The results of the present experiments are relevant to the problem of weight maintenance. It seems reasonable that conscious efforts to avoid excessive food intake should be expected to be most needed, and most worthwhile, when directed at that sector of metabolism where metabolic regulation is least effective in assuring the maintenance of substrate balance. Our investi­gations show that this is the case for fat, which suggests that deliberate efforts to facilitate weight control may be most likely to be effective in the long run when they serve to limit fat intake. This provides a metabolic rationale in support of current recommendations to counter the trend toward obesity by reducing the diet's fat content, and, thereby, the caloric density of the foods consumed.

However, we have subsequently learned increasing insulin levels 1000% by consuming a modest 75g of high glycemic carb three times every day (as recommended in official government guidelines and accepted as perfectly normal for decades) has dire consequences for weight gain, diabetes, inflammation, and the risk of age related diseases.

The study data highlights the often neglected influence of insulin on blood (FFA) free fatty acid levels which dropped to 1/3 of fasting levels by 2 hours and took up to 9 hours to recover to fasting levels. The brain hunger centers sense available energy levels in the circulation and respond to either low blood glucose or low fatty acid levels. In this study glucose levels returned to normal in 2 hours but fatty acid levels remained low for a further 2-3 hours after the high glycemic meal and hunger sensors in the brain perceive an energy deficit to trigger hunger despite being in positive fat balance.

Respiratory quotient is the ratio of CO2 to O2 in expired breath and indicates either use of fat (RQ 0.7) or carbohydrate (RQ 1.0) for energy. As indicated in the graph suppression of FFA levels by insulin is reflected in decreased fat oxidation as inverse RQ closely follows FFA.

The authors point out the free glucose pool present in extracellular fluids (ECF) of the body is just 10 grams so it is not surprising that 75 gm of rapidly absorbed carbohydrate swamps the free glucose pool and prompts the emergency switch to glucose storage in the form of glycogen and fat in muscle and adipose tissue to avoid what would otherwise be toxic levels of blood glucose.

Put this further in perspective the average American consumes 500 grams a day of high glycemic carbohydrates; maybe 170 g three times a day and a permanent positive fat balance in the face of low circulating energy levels to virtually guarantee progressive weight gain.
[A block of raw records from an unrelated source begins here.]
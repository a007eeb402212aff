use glam::Vec3;
use host::{ObjectId, Simulation};

use crate::config::HordeConfig;
use crate::scanner::TrackedSet;

const MIN_STEER_DISTANCE_SQ: f32 = 1e-4;

#[derive(Debug, Clone, Copy, PartialEq)]
pub enum Steering {
    /// Within stop distance of the player.
    Hold,
    /// Degenerate direction; neither position nor facing changes.
    Stall,
    Advance { position: Vec3, facing: Vec3 },
}

#[derive(Debug, Clone, Copy, Default, PartialEq, Eq)]
pub struct ChaseReport {
    pub moved: usize,
    pub holding: usize,
    pub skipped: usize,
}

/// Direct planar pursuit of the player, one fixed-speed step per tick.
#[derive(Debug, Clone, Copy, PartialEq)]
pub struct ChaseMover {
    speed: f32,
    stop_distance: f32,
}

impl ChaseMover {
    pub fn new(config: &HordeConfig) -> Self {
        Self {
            speed: config.chase_speed,
            stop_distance: config.stop_distance,
        }
    }

    pub fn steer(&self, actor: Vec3, player: Vec3, dt: f32) -> Steering {
        let mut offset = player - actor;
        offset.y = 0.0;
        let distance_sq = offset.length_squared();
        if distance_sq <= self.stop_distance * self.stop_distance {
            return Steering::Hold;
        }
        if distance_sq <= MIN_STEER_DISTANCE_SQ {
            return Steering::Stall;
        }
        let direction = offset / distance_sq.sqrt();
        Steering::Advance {
            position: actor + direction * self.speed * dt,
            facing: direction,
        }
    }

    pub fn step(
        &self,
        sim: &mut dyn Simulation,
        player: ObjectId,
        tracked: &TrackedSet,
        dt: f32,
    ) -> ChaseReport {
        let mut report = ChaseReport::default();
        let Some(target) = sim.position(player) else {
            report.skipped = tracked.len();
            return report;
        };
        for actor in tracked.iter() {
            let Some(position) = sim.position(actor) else {
                report.skipped += 1;
                continue;
            };
            match self.steer(position, target, dt) {
                Steering::Hold => report.holding += 1,
                Steering::Stall => {}
                Steering::Advance { position, facing } => {
                    if sim.set_position(actor, position) {
                        sim.set_forward(actor, facing);
                        report.moved += 1;
                    } else {
                        report.skipped += 1;
                    }
                }
            }
        }
        report
    }
}
mod bootstrap;
mod loop_runner;

use std::process::ExitCode;

use tracing::error;

pub(crate) fn run() -> ExitCode {
    match bootstrap::build_app() {
        Ok(app) => loop_runner::run(app),
        Err(err) => {
            error!(error = %err, "startup_failed");
            ExitCode::FAILURE
        }
    }
}
//! Deterministic placeholder dataset used when every live source fails.

use chrono::{Datelike, NaiveDate, Utc};

use crate::record::{Category, RegistrationRecord};

/// Trailing window of monthly periods covered by the placeholder set.
const MONTHS: u32 = 24;

const TWO_WHEELER_MAKERS: &[&str] = &[
    "Hero MotoCorp",
    "Honda Motorcycle",
    "TVS Motor",
    "Bajaj Auto",
    "Yamaha",
    "Royal Enfield",
];
const THREE_WHEELER_MAKERS: &[&str] = &["Bajaj Auto", "Mahindra", "TVS Motor", "Atul Auto", "Piaggio"];
const FOUR_WHEELER_MAKERS: &[&str] = &[
    "Maruti Suzuki",
    "Hyundai",
    "Tata Motors",
    "Mahindra",
    "Honda Cars",
    "Toyota",
];

/// Zero-count rows spanning the trailing two years, one per month-end ×
/// category × manufacturer. Counts stay at zero so placeholder data can
/// never masquerade as real registration volume.
pub fn placeholder_records() -> Vec<RegistrationRecord> {
    placeholder_records_from(Utc::now().date_naive())
}

pub(crate) fn placeholder_records_from(today: NaiveDate) -> Vec<RegistrationRecord> {
    let mut records = Vec::new();
    for months_back in (1..=MONTHS).rev() {
        let date = month_end(shift_months(today, months_back));
        for (category, makers) in [
            (Category::TwoWheeler, TWO_WHEELER_MAKERS),
            (Category::ThreeWheeler, THREE_WHEELER_MAKERS),
            (Category::FourWheeler, FOUR_WHEELER_MAKERS),
        ] {
            for maker in makers {
                records.push(RegistrationRecord {
                    date,
                    category: category.clone(),
                    manufacturer: (*maker).to_string(),
                    registrations: 0,
                });
            }
        }
    }
    records
}

/// First day of the month `months_back` months before `date`'s month.
fn shift_months(date: NaiveDate, months_back: u32) -> NaiveDate {
    let total = date.year() * 12 + date.month0() as i32 - months_back as i32;
    let year = total.div_euclid(12);
    let month0 = total.rem_euclid(12) as u32;
    NaiveDate::from_ymd_opt(year, month0 + 1, 1).unwrap_or(date)
}

fn month_end(first_of_month: NaiveDate) -> NaiveDate {
    let (year, month) = if first_of_month.month() == 12 {
        (first_of_month.year() + 1, 1)
    } else {
        (first_of_month.year(), first_of_month.month() + 1)
    };
    NaiveDate::from_ymd_opt(year, month, 1)
        .and_then(|d| d.pred_opt())
        .unwrap_or(first_of_month)
}

#[cfg(test)]
mod tests {
    use super::*;

    fn date(y: i32, m: u32, d: u32) -> NaiveDate {
        NaiveDate::from_ymd_opt(y, m, d).unwrap()
    }

    #[test]
    fn test_deterministic_shape() {
        let records = placeholder_records_from(date(2024, 6, 15));
        // 24 months x (6 + 5 + 6) manufacturers
        assert_eq!(records.len(), 24 * 17);
        assert_eq!(records, placeholder_records_from(date(2024, 6, 15)));
    }

    #[test]
    fn test_all_counts_are_zero() {
        let records = placeholder_records_from(date(2024, 6, 15));
        assert!(records.iter().all(|r| r.registrations == 0));
    }

    #[test]
    fn test_window_ends_at_previous_month() {
        let records = placeholder_records_from(date(2024, 6, 15));
        let newest = records.iter().map(|r| r.date).max().unwrap();
        let oldest = records.iter().map(|r| r.date).min().unwrap();
        assert_eq!(newest, date(2024, 5, 31));
        assert_eq!(oldest, date(2022, 6, 30));
    }

    #[test]
    fn test_month_end_handles_year_boundary() {
        assert_eq!(month_end(date(2023, 12, 1)), date(2023, 12, 31));
        assert_eq!(month_end(date(2024, 2, 1)), date(2024, 2, 29));
    }
}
We also have vast amounts of data on glucose and insulin levels from glycemic index testing of foods and glucose tolerance tests for suspected diabetes where 100gm of available carbohydrate is used in test meals in the figures below . Note the difference in glucose and insulin levels between glucose tolerance (squares) and fat tolerance tests (circles).

In the light of government recommendations that we must consume more than 50% of our calories as carbohydrate and virtually the only carbohydrates available in supermarkets and convenience stores are sugar and starches from flour, potatoes, corn and rice: little wonder that 2/3 of the population are overweight and the rest may be struggling with hunger inducing diets just to keep their weight within normal levels.